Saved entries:
########################################

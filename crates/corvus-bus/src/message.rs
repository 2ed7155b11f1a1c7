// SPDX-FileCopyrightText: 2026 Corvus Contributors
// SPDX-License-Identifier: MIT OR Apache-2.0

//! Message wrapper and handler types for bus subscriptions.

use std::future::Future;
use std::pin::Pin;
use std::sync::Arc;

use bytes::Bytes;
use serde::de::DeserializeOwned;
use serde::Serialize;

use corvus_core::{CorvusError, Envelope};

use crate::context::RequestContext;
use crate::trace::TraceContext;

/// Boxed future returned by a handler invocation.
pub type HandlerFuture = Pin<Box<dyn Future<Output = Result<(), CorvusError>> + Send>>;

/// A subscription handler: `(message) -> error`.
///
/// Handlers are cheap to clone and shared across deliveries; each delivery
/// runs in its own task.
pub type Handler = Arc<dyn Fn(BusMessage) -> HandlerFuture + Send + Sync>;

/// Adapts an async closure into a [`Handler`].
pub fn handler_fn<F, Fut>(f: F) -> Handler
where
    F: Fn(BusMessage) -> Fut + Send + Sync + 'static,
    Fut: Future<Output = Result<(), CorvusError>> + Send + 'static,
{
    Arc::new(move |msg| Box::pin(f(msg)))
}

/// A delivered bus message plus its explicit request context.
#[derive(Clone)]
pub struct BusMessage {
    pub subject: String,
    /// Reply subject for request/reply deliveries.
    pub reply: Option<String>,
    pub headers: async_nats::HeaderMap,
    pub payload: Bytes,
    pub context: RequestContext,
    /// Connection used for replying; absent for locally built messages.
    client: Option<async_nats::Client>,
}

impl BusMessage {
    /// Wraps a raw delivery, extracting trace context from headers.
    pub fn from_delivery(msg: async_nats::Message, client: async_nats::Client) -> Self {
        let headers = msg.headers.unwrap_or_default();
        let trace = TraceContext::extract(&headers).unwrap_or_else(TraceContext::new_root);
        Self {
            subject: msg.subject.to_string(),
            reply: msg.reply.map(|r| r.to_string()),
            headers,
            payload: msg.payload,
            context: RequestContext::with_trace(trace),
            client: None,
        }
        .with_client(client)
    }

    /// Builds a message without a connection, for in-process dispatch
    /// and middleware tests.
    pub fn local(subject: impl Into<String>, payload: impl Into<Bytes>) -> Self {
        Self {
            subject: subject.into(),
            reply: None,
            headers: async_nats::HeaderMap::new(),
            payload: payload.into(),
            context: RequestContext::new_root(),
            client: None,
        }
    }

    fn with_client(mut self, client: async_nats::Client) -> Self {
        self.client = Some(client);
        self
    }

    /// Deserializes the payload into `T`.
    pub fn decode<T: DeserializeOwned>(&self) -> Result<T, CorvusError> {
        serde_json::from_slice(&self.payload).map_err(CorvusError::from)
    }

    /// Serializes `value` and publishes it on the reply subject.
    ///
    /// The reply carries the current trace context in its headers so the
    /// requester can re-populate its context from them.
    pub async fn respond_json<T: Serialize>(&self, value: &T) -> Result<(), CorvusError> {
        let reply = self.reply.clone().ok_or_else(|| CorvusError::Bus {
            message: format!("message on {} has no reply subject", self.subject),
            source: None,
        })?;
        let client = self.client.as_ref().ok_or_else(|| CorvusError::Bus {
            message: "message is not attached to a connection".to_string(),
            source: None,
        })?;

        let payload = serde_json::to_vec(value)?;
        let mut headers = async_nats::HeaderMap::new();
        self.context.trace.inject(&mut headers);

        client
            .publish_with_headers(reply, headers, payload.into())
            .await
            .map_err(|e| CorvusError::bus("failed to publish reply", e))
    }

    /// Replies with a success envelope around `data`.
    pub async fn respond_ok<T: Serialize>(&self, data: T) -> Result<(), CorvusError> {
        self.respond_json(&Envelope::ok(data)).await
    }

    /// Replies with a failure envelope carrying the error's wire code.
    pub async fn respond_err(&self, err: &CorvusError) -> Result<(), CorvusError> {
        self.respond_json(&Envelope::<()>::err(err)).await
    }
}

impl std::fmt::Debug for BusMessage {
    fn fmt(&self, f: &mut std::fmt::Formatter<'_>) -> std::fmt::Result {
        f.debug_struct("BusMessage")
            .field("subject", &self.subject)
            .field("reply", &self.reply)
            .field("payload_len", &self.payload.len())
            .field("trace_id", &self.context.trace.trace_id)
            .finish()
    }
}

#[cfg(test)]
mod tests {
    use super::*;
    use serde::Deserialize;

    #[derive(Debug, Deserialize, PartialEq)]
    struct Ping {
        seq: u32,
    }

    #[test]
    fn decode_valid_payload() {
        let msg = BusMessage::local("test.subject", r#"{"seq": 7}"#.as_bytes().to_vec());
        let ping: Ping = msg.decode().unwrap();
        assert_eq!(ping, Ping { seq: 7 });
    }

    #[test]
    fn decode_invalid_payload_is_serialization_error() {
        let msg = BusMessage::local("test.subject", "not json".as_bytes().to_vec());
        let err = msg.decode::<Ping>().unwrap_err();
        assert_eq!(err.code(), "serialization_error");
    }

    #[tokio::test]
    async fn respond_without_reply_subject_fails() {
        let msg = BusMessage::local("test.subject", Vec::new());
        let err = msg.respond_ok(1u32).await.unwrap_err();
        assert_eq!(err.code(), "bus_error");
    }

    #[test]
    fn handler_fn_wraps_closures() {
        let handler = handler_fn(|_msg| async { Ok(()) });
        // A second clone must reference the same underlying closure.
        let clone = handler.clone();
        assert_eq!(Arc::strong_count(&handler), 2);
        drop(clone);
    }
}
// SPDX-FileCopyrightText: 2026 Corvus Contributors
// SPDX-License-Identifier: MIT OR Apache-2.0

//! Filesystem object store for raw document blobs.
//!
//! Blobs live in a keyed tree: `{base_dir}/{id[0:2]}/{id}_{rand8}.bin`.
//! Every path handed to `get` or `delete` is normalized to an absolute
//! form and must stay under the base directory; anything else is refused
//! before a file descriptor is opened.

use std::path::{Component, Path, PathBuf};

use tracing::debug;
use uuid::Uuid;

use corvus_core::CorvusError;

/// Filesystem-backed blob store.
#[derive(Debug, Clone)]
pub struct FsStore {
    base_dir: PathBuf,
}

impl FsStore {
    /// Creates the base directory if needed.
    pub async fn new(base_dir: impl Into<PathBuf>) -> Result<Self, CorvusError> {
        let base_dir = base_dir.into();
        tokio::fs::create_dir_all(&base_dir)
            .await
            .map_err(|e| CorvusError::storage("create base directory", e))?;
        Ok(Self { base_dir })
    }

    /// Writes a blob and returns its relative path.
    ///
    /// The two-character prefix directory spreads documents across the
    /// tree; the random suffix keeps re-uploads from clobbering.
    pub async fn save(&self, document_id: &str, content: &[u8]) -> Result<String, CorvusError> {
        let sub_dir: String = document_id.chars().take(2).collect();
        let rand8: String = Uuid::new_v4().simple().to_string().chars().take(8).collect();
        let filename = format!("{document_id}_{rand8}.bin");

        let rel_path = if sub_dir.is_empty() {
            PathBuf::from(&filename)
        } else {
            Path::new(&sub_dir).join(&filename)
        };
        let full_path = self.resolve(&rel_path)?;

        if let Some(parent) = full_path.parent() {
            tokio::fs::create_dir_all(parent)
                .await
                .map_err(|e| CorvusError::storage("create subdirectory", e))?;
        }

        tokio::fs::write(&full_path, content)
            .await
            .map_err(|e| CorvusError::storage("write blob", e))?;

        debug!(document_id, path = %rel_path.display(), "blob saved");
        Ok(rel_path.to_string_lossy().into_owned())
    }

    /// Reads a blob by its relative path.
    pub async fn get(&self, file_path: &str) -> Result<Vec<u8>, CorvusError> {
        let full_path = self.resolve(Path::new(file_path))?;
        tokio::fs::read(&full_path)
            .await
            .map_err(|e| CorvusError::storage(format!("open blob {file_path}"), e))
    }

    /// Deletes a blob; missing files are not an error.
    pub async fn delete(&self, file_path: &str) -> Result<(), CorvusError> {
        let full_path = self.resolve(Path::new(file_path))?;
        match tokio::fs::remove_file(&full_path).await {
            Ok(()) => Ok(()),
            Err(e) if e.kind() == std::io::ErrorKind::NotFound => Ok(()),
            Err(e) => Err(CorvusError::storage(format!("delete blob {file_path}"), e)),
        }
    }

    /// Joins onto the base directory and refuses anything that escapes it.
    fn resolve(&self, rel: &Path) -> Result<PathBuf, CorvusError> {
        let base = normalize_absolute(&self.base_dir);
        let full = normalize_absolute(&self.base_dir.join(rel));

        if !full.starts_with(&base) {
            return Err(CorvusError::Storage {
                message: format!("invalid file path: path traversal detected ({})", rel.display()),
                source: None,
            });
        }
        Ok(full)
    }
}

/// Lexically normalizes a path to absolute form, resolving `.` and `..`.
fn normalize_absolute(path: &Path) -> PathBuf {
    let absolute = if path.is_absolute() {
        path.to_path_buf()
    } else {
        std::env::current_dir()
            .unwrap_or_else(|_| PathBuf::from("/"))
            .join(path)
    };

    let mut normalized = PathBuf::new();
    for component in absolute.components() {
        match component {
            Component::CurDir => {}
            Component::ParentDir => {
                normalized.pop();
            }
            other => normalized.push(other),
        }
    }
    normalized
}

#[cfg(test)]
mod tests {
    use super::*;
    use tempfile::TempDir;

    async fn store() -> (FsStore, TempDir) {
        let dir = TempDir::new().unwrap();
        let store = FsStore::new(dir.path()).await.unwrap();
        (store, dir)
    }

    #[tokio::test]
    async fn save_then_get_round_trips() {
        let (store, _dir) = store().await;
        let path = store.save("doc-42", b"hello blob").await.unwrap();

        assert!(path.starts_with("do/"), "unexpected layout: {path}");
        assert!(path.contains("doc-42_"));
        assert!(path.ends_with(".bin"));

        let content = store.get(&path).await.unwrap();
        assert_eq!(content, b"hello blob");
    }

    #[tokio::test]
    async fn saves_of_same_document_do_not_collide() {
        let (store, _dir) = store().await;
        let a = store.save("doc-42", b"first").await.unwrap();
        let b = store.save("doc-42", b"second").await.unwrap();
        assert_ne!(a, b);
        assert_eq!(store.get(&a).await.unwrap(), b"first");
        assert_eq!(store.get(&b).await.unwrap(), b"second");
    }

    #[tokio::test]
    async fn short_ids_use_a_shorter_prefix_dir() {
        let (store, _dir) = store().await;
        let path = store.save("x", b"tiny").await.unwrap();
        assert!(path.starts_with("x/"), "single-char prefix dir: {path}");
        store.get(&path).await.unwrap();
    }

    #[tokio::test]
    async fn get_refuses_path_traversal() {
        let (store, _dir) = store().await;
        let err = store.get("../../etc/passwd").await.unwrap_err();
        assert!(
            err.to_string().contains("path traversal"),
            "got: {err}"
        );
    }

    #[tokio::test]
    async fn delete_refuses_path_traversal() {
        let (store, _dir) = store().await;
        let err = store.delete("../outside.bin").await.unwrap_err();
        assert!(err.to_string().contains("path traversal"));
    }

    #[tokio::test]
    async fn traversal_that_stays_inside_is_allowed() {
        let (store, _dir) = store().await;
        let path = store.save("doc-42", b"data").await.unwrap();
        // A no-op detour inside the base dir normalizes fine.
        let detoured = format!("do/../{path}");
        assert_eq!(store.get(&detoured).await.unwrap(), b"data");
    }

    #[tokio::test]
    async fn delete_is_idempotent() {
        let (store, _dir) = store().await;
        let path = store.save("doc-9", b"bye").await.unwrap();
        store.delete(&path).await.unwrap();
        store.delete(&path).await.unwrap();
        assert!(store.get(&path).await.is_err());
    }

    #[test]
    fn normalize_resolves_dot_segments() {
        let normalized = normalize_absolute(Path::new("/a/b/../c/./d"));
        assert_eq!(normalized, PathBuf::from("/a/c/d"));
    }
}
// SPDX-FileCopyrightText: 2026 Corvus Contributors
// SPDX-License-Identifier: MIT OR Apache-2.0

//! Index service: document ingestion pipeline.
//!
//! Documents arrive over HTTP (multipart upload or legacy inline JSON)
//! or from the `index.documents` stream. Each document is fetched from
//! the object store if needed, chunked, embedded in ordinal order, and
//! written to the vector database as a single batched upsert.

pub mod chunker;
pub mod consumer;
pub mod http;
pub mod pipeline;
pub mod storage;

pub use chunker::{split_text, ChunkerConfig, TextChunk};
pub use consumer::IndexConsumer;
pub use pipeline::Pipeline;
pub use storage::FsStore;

########################################

> Task goal
For each line above that includes "HeaderMap", copy the line.

> Reply
    pub headers: async_nats::HeaderMap,
            headers: async_nats::HeaderMap::new(),
        let mut headers = async_nats::HeaderMap::new();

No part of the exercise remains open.